◆ What you will do: In the records that follow, locate every line with "Succeeded" and extract it.

*** Material supplied ***

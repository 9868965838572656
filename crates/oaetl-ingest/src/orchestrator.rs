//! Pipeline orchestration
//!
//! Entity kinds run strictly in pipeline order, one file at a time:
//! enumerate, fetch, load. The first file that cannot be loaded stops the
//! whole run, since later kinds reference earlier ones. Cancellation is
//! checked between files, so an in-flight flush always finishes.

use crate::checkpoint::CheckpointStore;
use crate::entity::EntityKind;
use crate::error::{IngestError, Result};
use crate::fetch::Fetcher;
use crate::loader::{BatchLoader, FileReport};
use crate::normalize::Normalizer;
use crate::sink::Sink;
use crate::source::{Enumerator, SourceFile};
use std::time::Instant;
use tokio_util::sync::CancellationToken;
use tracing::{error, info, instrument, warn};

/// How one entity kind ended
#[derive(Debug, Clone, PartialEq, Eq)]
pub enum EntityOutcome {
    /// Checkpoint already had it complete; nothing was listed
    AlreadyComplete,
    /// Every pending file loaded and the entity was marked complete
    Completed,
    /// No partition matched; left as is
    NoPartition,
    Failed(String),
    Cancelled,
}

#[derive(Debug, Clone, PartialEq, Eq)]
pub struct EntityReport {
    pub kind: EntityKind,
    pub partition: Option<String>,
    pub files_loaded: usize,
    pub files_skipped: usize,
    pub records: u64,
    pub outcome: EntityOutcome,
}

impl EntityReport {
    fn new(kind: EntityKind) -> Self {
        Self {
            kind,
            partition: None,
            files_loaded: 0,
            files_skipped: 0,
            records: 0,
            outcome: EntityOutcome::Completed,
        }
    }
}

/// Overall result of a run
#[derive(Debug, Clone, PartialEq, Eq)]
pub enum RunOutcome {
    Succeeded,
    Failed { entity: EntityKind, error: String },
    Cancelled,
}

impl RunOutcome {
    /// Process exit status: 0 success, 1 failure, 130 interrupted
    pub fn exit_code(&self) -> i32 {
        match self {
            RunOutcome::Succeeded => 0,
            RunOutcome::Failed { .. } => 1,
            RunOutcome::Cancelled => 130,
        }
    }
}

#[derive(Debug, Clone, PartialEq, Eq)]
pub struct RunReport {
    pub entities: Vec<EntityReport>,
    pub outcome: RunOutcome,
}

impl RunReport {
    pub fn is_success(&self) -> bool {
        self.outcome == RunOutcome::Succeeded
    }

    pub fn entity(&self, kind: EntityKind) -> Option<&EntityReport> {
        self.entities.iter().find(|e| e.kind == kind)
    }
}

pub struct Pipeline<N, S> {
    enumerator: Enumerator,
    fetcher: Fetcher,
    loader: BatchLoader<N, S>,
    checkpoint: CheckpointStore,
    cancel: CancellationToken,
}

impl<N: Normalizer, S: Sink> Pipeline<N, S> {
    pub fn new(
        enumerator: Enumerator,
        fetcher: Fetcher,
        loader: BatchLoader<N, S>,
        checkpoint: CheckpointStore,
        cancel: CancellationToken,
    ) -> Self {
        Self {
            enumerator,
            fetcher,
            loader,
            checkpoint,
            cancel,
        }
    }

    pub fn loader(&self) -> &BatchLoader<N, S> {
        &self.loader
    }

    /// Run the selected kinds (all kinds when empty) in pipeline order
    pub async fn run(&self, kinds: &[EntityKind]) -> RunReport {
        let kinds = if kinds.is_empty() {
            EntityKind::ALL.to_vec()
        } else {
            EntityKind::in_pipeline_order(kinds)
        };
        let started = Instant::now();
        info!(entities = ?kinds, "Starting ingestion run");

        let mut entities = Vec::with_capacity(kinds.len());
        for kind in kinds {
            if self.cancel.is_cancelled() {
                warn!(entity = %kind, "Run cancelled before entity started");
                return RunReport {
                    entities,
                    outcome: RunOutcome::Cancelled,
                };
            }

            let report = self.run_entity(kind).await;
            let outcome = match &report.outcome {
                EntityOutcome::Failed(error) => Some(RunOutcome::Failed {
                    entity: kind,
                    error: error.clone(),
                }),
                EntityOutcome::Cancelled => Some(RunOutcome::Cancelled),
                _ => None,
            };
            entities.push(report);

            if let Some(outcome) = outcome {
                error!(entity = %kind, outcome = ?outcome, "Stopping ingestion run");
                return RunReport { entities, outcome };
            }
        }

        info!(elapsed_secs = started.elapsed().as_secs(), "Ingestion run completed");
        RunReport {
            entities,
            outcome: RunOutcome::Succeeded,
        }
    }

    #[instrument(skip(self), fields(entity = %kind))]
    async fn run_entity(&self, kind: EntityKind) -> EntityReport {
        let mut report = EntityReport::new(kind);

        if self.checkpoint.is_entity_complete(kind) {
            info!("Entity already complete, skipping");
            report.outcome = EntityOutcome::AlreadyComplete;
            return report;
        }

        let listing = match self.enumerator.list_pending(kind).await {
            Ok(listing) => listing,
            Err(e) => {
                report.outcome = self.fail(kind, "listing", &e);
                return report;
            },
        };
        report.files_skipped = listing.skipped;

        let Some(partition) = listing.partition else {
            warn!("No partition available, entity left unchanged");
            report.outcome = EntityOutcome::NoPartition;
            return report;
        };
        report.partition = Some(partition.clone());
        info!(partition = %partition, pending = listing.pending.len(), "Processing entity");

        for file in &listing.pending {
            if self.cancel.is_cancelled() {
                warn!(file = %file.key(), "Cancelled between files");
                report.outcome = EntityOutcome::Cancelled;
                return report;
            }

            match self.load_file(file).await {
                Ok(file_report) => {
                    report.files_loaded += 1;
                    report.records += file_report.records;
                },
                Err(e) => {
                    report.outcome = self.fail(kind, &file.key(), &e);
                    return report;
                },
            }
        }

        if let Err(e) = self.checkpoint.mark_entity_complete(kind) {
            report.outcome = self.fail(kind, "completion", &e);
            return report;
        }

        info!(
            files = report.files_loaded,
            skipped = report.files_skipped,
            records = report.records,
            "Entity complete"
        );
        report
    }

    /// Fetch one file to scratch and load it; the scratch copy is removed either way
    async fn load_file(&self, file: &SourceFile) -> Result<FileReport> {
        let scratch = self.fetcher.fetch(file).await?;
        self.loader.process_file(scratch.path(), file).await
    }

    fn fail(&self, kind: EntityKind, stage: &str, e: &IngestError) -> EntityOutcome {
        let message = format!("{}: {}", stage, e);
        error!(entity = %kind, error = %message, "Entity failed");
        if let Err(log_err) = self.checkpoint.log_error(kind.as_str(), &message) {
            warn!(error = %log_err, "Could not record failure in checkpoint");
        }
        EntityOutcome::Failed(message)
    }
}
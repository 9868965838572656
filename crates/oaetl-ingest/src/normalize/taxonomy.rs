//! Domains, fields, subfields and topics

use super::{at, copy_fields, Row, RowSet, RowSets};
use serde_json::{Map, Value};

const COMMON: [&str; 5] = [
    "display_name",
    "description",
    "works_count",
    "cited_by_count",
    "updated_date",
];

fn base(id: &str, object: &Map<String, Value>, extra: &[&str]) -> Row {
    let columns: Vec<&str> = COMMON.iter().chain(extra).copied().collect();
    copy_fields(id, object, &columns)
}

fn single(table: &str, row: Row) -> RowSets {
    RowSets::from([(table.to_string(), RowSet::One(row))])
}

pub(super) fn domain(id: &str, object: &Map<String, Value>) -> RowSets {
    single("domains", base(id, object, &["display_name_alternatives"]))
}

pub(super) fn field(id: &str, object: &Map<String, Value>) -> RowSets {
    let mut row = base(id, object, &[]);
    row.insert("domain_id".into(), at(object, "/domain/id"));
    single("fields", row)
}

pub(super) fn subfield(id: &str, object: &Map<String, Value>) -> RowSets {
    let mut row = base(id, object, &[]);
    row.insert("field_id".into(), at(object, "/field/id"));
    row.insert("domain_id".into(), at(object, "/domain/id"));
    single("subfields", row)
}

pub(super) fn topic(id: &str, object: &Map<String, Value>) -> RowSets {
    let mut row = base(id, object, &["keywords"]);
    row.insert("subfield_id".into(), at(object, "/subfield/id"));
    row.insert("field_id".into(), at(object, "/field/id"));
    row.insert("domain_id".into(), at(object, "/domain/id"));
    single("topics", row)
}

*** End of Material supplied ***

◆ Problem solution:
    Succeeded,
            RunOutcome::Succeeded => 0,
        self.outcome == RunOutcome::Succeeded
            outcome: RunOutcome::Succeeded,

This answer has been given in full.